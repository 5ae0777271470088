//! View rendering. Pure functions from dispatcher state to widgets; no view
//! ever mutates anything.

use super::app::{App, LoadingState, ProviderSelectState, ScenarioListState, Session, View, MENU_ITEMS};
use super::theme::Theme;
use crate::model::StepResult;
use ratatui::{
    layout::{Constraint, Direction, Layout, Rect},
    style::{Modifier, Style},
    text::{Line, Span},
    widgets::{Block, Borders, Paragraph, Wrap},
    Frame,
};

const SPINNER: [&str; 10] = ["⠋", "⠙", "⠹", "⠸", "⠼", "⠴", "⠦", "⠧", "⠇", "⠏"];

/// Rotated on the loading screen while the container comes up.
const LOADING_TIPS: [&str; 5] = [
    "Transactions need a replica set: standalone mongod instances reject them",
    "readConcern: snapshot pins every read to the transaction's start time",
    "Write conflicts abort the second writer instead of losing an update",
    "readConcern: majority only returns data acknowledged by most members",
    "endSession() releases server-side transaction resources",
];

pub fn draw(f: &mut Frame, app: &App, theme: &Theme) {
    let chunks = Layout::default()
        .direction(Direction::Vertical)
        .constraints([Constraint::Length(3), Constraint::Min(0), Constraint::Length(1)].as_ref())
        .split(f.area());

    let title = Paragraph::new(Line::from(vec![Span::styled(
        "txdemo - database transaction isolation, live",
        Style::default().fg(theme.accent).add_modifier(Modifier::BOLD),
    )]))
    .block(Block::default().borders(Borders::ALL));
    f.render_widget(title, chunks[0]);

    match app.view() {
        View::Menu(menu) => draw_menu(f, chunks[1], menu.cursor, theme),
        View::ProviderSelect(state) => draw_provider_select(f, chunks[1], app, state, theme),
        View::Loading(state) => draw_loading(f, chunks[1], state, theme),
        View::ScenarioList(state) => draw_scenario_list(f, chunks[1], app, state, theme),
        View::Runner(session) => draw_runner(f, chunks[1], session, theme),
        View::Help => draw_help(f, chunks[1], theme),
        View::Terminated => draw_terminated(f, chunks[1], app, theme),
    }

    let keys = Paragraph::new(Line::from(Span::styled(
        footer_hint(app.view()),
        Style::default().fg(theme.dim),
    )));
    f.render_widget(keys, chunks[2]);
}

fn footer_hint(view: &View) -> &'static str {
    match view {
        View::Menu(_) => " ↑/↓ move · enter select · q quit",
        View::ProviderSelect(_) | View::ScenarioList(_) => {
            " ↑/↓ move · enter select · esc back · ctrl-c quit"
        }
        View::Loading(_) => " esc cancel · ctrl-c quit",
        View::Runner(_) => " esc back to scenarios · ctrl-c quit",
        View::Help => " esc back · ctrl-c quit",
        View::Terminated => "",
    }
}

fn cursor_line<'a>(selected: bool, text: String, theme: &Theme) -> Line<'a> {
    if selected {
        Line::from(vec![
            Span::styled("▸ ", Style::default().fg(theme.accent)),
            Span::styled(
                text,
                Style::default().fg(theme.accent).add_modifier(Modifier::BOLD),
            ),
        ])
    } else {
        Line::from(vec![Span::raw("  "), Span::raw(text)])
    }
}

fn draw_menu(f: &mut Frame, area: Rect, cursor: usize, theme: &Theme) {
    let mut lines = vec![
        Line::from("Watch concurrent database transactions interact in real time."),
        Line::from(""),
    ];
    for (i, item) in MENU_ITEMS.iter().enumerate() {
        lines.push(cursor_line(i == cursor, (*item).to_string(), theme));
    }
    let menu = Paragraph::new(lines)
        .block(Block::default().borders(Borders::ALL).title("Main Menu"));
    f.render_widget(menu, area);
}

fn draw_provider_select(
    f: &mut Frame,
    area: Rect,
    app: &App,
    state: &ProviderSelectState,
    theme: &Theme,
) {
    let mut lines = Vec::new();
    for (i, provider) in app.registry().all().iter().enumerate() {
        lines.push(cursor_line(i == state.cursor, provider.name().to_string(), theme));
        lines.push(Line::from(vec![
            Span::raw("    "),
            Span::styled(provider.description().to_string(), Style::default().fg(theme.dim)),
        ]));
    }
    if app.registry().is_empty() {
        lines.push(Line::from(Span::styled(
            "No providers registered.",
            Style::default().fg(theme.dim),
        )));
    }
    if let Some(err) = &state.error {
        lines.push(Line::from(""));
        lines.push(Line::from(Span::styled(
            format!("✗ {err}"),
            Style::default().fg(theme.error),
        )));
    }
    let list = Paragraph::new(lines)
        .wrap(Wrap { trim: false })
        .block(Block::default().borders(Borders::ALL).title("Select a Database Provider"));
    f.render_widget(list, area);
}

fn draw_loading(f: &mut Frame, area: Rect, state: &LoadingState, theme: &Theme) {
    let spinner = SPINNER[state.frame % SPINNER.len()];
    // Rotate tips slower than the spinner.
    let tip = LOADING_TIPS[(state.frame / 30) % LOADING_TIPS.len()];
    let lines = vec![
        Line::from(vec![
            Span::styled(spinner, Style::default().fg(theme.accent)),
            Span::raw(format!(" Starting {}…", state.provider.name())),
        ]),
        Line::from(""),
        Line::from(Span::styled(
            "Pulling the image, waiting for the server, initiating the replica set.",
            Style::default().fg(theme.dim),
        )),
        Line::from("This can take a minute on first run."),
        Line::from(""),
        Line::from(vec![
            Span::styled("Tip: ", Style::default().fg(theme.accent)),
            Span::styled(tip, Style::default().fg(theme.dim)),
        ]),
    ];
    let loading = Paragraph::new(lines)
        .wrap(Wrap { trim: false })
        .block(Block::default().borders(Borders::ALL).title("Starting Up"));
    f.render_widget(loading, area);
}

fn draw_scenario_list(
    f: &mut Frame,
    area: Rect,
    app: &App,
    state: &ScenarioListState,
    theme: &Theme,
) {
    let chunks = Layout::default()
        .direction(Direction::Vertical)
        .constraints([Constraint::Min(6), Constraint::Length(9)].as_ref())
        .split(area);

    let mut lines = Vec::new();
    if let Some(provider) = app.active_provider() {
        lines.push(Line::from(vec![
            Span::styled("● ", Style::default().fg(theme.ok)),
            Span::raw(format!("{} running - {}", provider.name(), provider.connection_info())),
        ]));
        lines.push(Line::from(""));
    }
    for (i, scenario) in state.scenarios.iter().enumerate() {
        lines.push(cursor_line(i == state.cursor, scenario.name().to_string(), theme));
        lines.push(Line::from(vec![
            Span::raw("    "),
            Span::styled(
                scenario.isolation_level().to_string(),
                Style::default().fg(theme.dim),
            ),
        ]));
    }
    let list = Paragraph::new(lines)
        .block(Block::default().borders(Borders::ALL).title("Select a Scenario"));
    f.render_widget(list, chunks[0]);

    let description = state
        .scenarios
        .get(state.cursor)
        .map(|s| s.description().to_string())
        .unwrap_or_default();
    let detail = Paragraph::new(description)
        .wrap(Wrap { trim: false })
        .style(Style::default().fg(theme.dim))
        .block(Block::default().borders(Borders::ALL).title("About"));
    f.render_widget(detail, chunks[1]);
}

fn step_lines<'a>(step: &StepResult, theme: &Theme) -> Vec<Line<'a>> {
    if step.is_header {
        return vec![
            Line::from(""),
            Line::from(Span::styled(
                step.description.clone(),
                Style::default().fg(theme.header).add_modifier(Modifier::BOLD),
            )),
        ];
    }

    let session_style = Style::default().fg(theme.session_color(&step.session));
    let mut lines = vec![Line::from(vec![
        Span::styled(format!("{:>2}. ", step.step), Style::default().fg(theme.dim)),
        Span::styled(format!("[{}] ", step.session), session_style),
        Span::raw(step.description.clone()),
    ])];
    if !step.query.is_empty() {
        lines.push(Line::from(vec![
            Span::raw("      "),
            Span::styled(format!("▸ {}", step.query), Style::default().fg(theme.dim)),
        ]));
    }
    if !step.result.is_empty() {
        let result_style = if step.success {
            Style::default().fg(theme.ok)
        } else {
            Style::default().fg(theme.error)
        };
        lines.push(Line::from(vec![
            Span::raw("      "),
            Span::styled(format!("→ {}", step.result), result_style),
        ]));
    }
    lines
}

fn draw_runner(f: &mut Frame, area: Rect, session: &Session, theme: &Theme) {
    let chunks = Layout::default()
        .direction(Direction::Vertical)
        .constraints([Constraint::Min(0), Constraint::Length(3)].as_ref())
        .split(area);

    let mut lines = Vec::new();
    for step in &session.results {
        lines.extend(step_lines(step, theme));
    }

    // Keep the newest steps in view as they stream in.
    let viewport = chunks[0].height.saturating_sub(2) as usize;
    let scroll = lines.len().saturating_sub(viewport) as u16;
    let steps = Paragraph::new(lines)
        .wrap(Wrap { trim: false })
        .scroll((scroll, 0))
        .block(
            Block::default()
                .borders(Borders::ALL)
                .title(format!("{} ({})", session.scenario.name(), session.scenario.isolation_level())),
        );
    f.render_widget(steps, chunks[0]);

    let status = if session.running {
        Line::from(vec![
            Span::styled(
                SPINNER[session.frame % SPINNER.len()],
                Style::default().fg(theme.accent),
            ),
            Span::raw(" Running…"),
        ])
    } else if let Some(err) = &session.error {
        Line::from(Span::styled(
            format!("✗ {err}"),
            Style::default().fg(theme.error),
        ))
    } else if session.done {
        Line::from(Span::styled(
            "✓ Scenario complete",
            Style::default().fg(theme.ok).add_modifier(Modifier::BOLD),
        ))
    } else {
        Line::from("")
    };
    let footer = Paragraph::new(status).block(Block::default().borders(Borders::ALL));
    f.render_widget(footer, chunks[1]);
}

fn draw_help(f: &mut Frame, area: Rect, theme: &Theme) {
    let key = |k: &'static str, desc: &'static str| {
        Line::from(vec![
            Span::raw("  "),
            Span::styled(k, Style::default().fg(theme.accent)),
            Span::raw(desc),
        ])
    };
    let lines = vec![
        Line::from("txdemo runs scripted transaction scenarios against a real database"),
        Line::from("in a throwaway Docker container and shows each step as it happens."),
        Line::from(""),
        Line::from("Each scenario opens two sessions and interleaves their reads and"),
        Line::from("writes to make one isolation guarantee visible."),
        Line::from(""),
        Line::from(Span::styled("Keys:", Style::default().add_modifier(Modifier::BOLD))),
        key("↑/↓ or k/j ", "  move selection"),
        key("enter       ", " confirm"),
        key("esc         ", " go back (stops the database when leaving the scenario list)"),
        key("q           ", " back, or quit from the main menu"),
        key("ctrl-c      ", " quit from anywhere"),
        Line::from(""),
        Line::from(Span::styled(
            "Requires Docker. The container is removed on exit.",
            Style::default().fg(theme.dim),
        )),
    ];
    let help = Paragraph::new(lines)
        .wrap(Wrap { trim: false })
        .block(Block::default().borders(Borders::ALL).title("Help & About"));
    f.render_widget(help, area);
}

fn draw_terminated(f: &mut Frame, area: Rect, app: &App, theme: &Theme) {
    let text = if app.active_provider().is_some() || app.is_quitting() {
        "Stopping database container…"
    } else {
        "Goodbye."
    };
    let p = Paragraph::new(Line::from(Span::styled(text, Style::default().fg(theme.dim))))
        .block(Block::default().borders(Borders::ALL));
    f.render_widget(p, area);
}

________

• HOW TO COMPLETE THIS TASK
From the data above, output exactly the lines between the one containing "let status = if" and the one containing "scenario opens two", counting both of them.

• ANSWER SECTION
    let status = if session.running {
        Line::from(vec![
            Span::styled(
                SPINNER[session.frame % SPINNER.len()],
                Style::default().fg(theme.accent),
            ),
            Span::raw(" Running…"),
        ])
    } else if let Some(err) = &session.error {
        Line::from(Span::styled(
            format!("✗ {err}"),
            Style::default().fg(theme.error),
        ))
    } else if session.done {
        Line::from(Span::styled(
            "✓ Scenario complete",
            Style::default().fg(theme.ok).add_modifier(Modifier::BOLD),
        ))
    } else {
        Line::from("")
    };
    let footer = Paragraph::new(status).block(Block::default().borders(Borders::ALL));
    f.render_widget(footer, chunks[1]);
}

fn draw_help(f: &mut Frame, area: Rect, theme: &Theme) {
    let key = |k: &'static str, desc: &'static str| {
        Line::from(vec![
            Span::raw("  "),
            Span::styled(k, Style::default().fg(theme.accent)),
            Span::raw(desc),
        ])
    };
    let lines = vec![
        Line::from("txdemo runs scripted transaction scenarios against a real database"),
        Line::from("in a throwaway Docker container and shows each step as it happens."),
        Line::from(""),
        Line::from("Each scenario opens two sessions and interleaves their reads and"),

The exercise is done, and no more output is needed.